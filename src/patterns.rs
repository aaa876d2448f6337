//! Pattern detector - scanners for well-known weak password shapes.
//!
//! All checks are read-only over the password text. Lowercased copies used
//! for case-insensitive matching are wrapped in `Zeroizing` so they are wiped
//! on drop.

use std::sync::LazyLock;

use regex::Regex;
use secrecy::zeroize::Zeroizing;

#[cfg(feature = "serde")]
use serde::Serialize;

/// Known-weak tokens, matched as case-insensitive substrings.
pub const COMMON_PATTERNS: &[&str] = &[
    "password", "pass", "123456", "12345678", "qwerty", "abc123", "monkey", "letmein", "trustno1",
    "dragon", "baseball", "iloveyou", "master", "sunshine", "ashley", "bailey", "shadow",
    "superman", "qazwsx", "michael", "football", "welcome", "jesus", "ninja", "mustang", "admin",
    "login", "passw0rd", "p@ssword", "test", "user",
];

/// Three-character runs; each is also checked reversed.
pub const SEQUENTIAL_PATTERNS: &[&str] = &[
    "abc", "bcd", "cde", "def", "efg", "fgh", "ghi", "hij", "ijk", "jkl", "klm", "lmn", "mno",
    "nop", "opq", "pqr", "qrs", "rst", "stu", "tuv", "uvw", "vwx", "wxy", "xyz", "123", "234",
    "345", "456", "567", "678", "789", "qwe", "wer", "ert", "rty", "tyu", "yui", "uio", "iop",
    "asd", "sdf", "dfg", "ghj", "hjk", "zxc", "xcv", "cvb", "vbn", "bnm",
];

pub const KEYBOARD_PATTERNS: &[&str] = &[
    "qwerty",
    "asdfgh",
    "zxcvbn",
    "1qaz2wsx",
    "qazwsx",
    "qwertyuiop",
    "asdfghjkl",
    "zxcvbnm",
];

/// Minimum run length for the repeated-character check.
pub const MIN_REPEAT: usize = 3;

static DATE_PATTERN: LazyLock<Regex> = LazyLock::new(|| {
    Regex::new(r"\d{2,4}[/-]\d{1,2}[/-]\d{1,2}").expect("date pattern is a valid regex")
});

static NUMERIC_SUFFIX: LazyLock<Regex> =
    LazyLock::new(|| Regex::new(r"\d+$").expect("suffix pattern is a valid regex"));

static DIGIT: LazyLock<Regex> =
    LazyLock::new(|| Regex::new(r"\d").expect("digit pattern is a valid regex"));

/// Result of running every scanner over one password.
#[derive(Debug, Clone, Copy, PartialEq, Eq, Default)]
#[cfg_attr(feature = "serde", derive(Serialize))]
pub struct PatternFlags {
    pub has_common_patterns: bool,
    pub has_sequential: bool,
    pub has_keyboard_patterns: bool,
    pub has_repeated_chars: bool,
    pub has_date_pattern: bool,
    pub has_number_only_suffix: bool,
}

impl PatternFlags {
    /// Human-readable names of the raised flags, in check order.
    pub fn names(&self) -> Vec<&'static str> {
        [
            (self.has_common_patterns, "Common weak patterns"),
            (self.has_sequential, "Sequential characters"),
            (self.has_keyboard_patterns, "Keyboard patterns"),
            (self.has_repeated_chars, "Repeated characters"),
            (self.has_date_pattern, "Date patterns"),
            (self.has_number_only_suffix, "Numbers-only suffix"),
        ]
        .into_iter()
        .filter_map(|(hit, name)| hit.then_some(name))
        .collect()
    }

    pub fn any(&self) -> bool {
        !self.names().is_empty()
    }
}

fn lowercase(password: &str) -> Zeroizing<String> {
    Zeroizing::new(password.to_lowercase())
}

/// True if `password` contains any Unicode decimal digit (`\d`), such as
/// `7` or the Arabic-Indic `\u{0663}`.
pub(crate) fn contains_digit(password: &str) -> bool {
    DIGIT.is_match(password)
}

/// Checks for known-weak tokens from [`COMMON_PATTERNS`], ignoring case.
///
/// # Returns
/// `true` if any token occurs as a substring.
pub fn has_common_patterns(password: &str) -> bool {
    let lower = lowercase(password);
    COMMON_PATTERNS.iter().any(|p| lower.contains(p))
}

/// Checks for three-character runs from [`SEQUENTIAL_PATTERNS`], forwards or
/// backwards, ignoring case.
pub fn has_sequential_patterns(password: &str) -> bool {
    let lower = lowercase(password);
    SEQUENTIAL_PATTERNS.iter().any(|p| {
        let reversed: String = p.chars().rev().collect();
        lower.contains(p) || lower.contains(reversed.as_str())
    })
}

/// Checks for keyboard walks from [`KEYBOARD_PATTERNS`], ignoring case.
///
/// # Returns
/// `true` if any walk occurs as a substring.
pub fn has_keyboard_patterns(password: &str) -> bool {
    let lower = lowercase(password);
    KEYBOARD_PATTERNS.iter().any(|p| lower.contains(p))
}

/// True if any character occurs `MIN_REPEAT` or more times in a row.
pub fn has_repeated_characters(password: &str) -> bool {
    let mut run = 0;
    let mut prev = None;
    for c in password.chars() {
        if prev == Some(c) {
            run += 1;
        } else {
            run = 1;
            prev = Some(c);
        }
        if run >= MIN_REPEAT {
            return true;
        }
    }
    false
}

/// Loose date shape such as `1990-01-01` or `12/3/4`, not calendar-checked.
pub fn has_date_pattern(password: &str) -> bool {
    DATE_PATTERN.is_match(password)
}

/// True if the password ends in one or more digits.
pub fn has_number_suffix(password: &str) -> bool {
    NUMERIC_SUFFIX.is_match(password)
}

/// Runs every scanner over `password`.
///
/// # Returns
/// A `PatternFlags` with one flag per scanner.
pub fn detect_all(password: &str) -> PatternFlags {
    PatternFlags {
        has_common_patterns: has_common_patterns(password),
        has_sequential: has_sequential_patterns(password),
        has_keyboard_patterns: has_keyboard_patterns(password),
        has_repeated_chars: has_repeated_characters(password),
        has_date_pattern: has_date_pattern(password),
        has_number_only_suffix: has_number_suffix(password),
    }
}

/// Names of the weak patterns found in `password`.
///
/// # Returns
/// Display names in check order; empty when nothing was found.
pub fn detected_names(password: &str) -> Vec<&'static str> {
    detect_all(password).names()
}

___

WHAT TO DO
The lines to return are those in the material above that hold "Regex".

TASK SOLUTION
use regex::Regex;
static DATE_PATTERN: LazyLock<Regex> = LazyLock::new(|| {
    Regex::new(r"\d{2,4}[/-]\d{1,2}[/-]\d{1,2}").expect("date pattern is a valid regex")
static NUMERIC_SUFFIX: LazyLock<Regex> =
    LazyLock::new(|| Regex::new(r"\d+$").expect("suffix pattern is a valid regex"));
static DIGIT: LazyLock<Regex> =
    LazyLock::new(|| Regex::new(r"\d").expect("digit pattern is a valid regex"));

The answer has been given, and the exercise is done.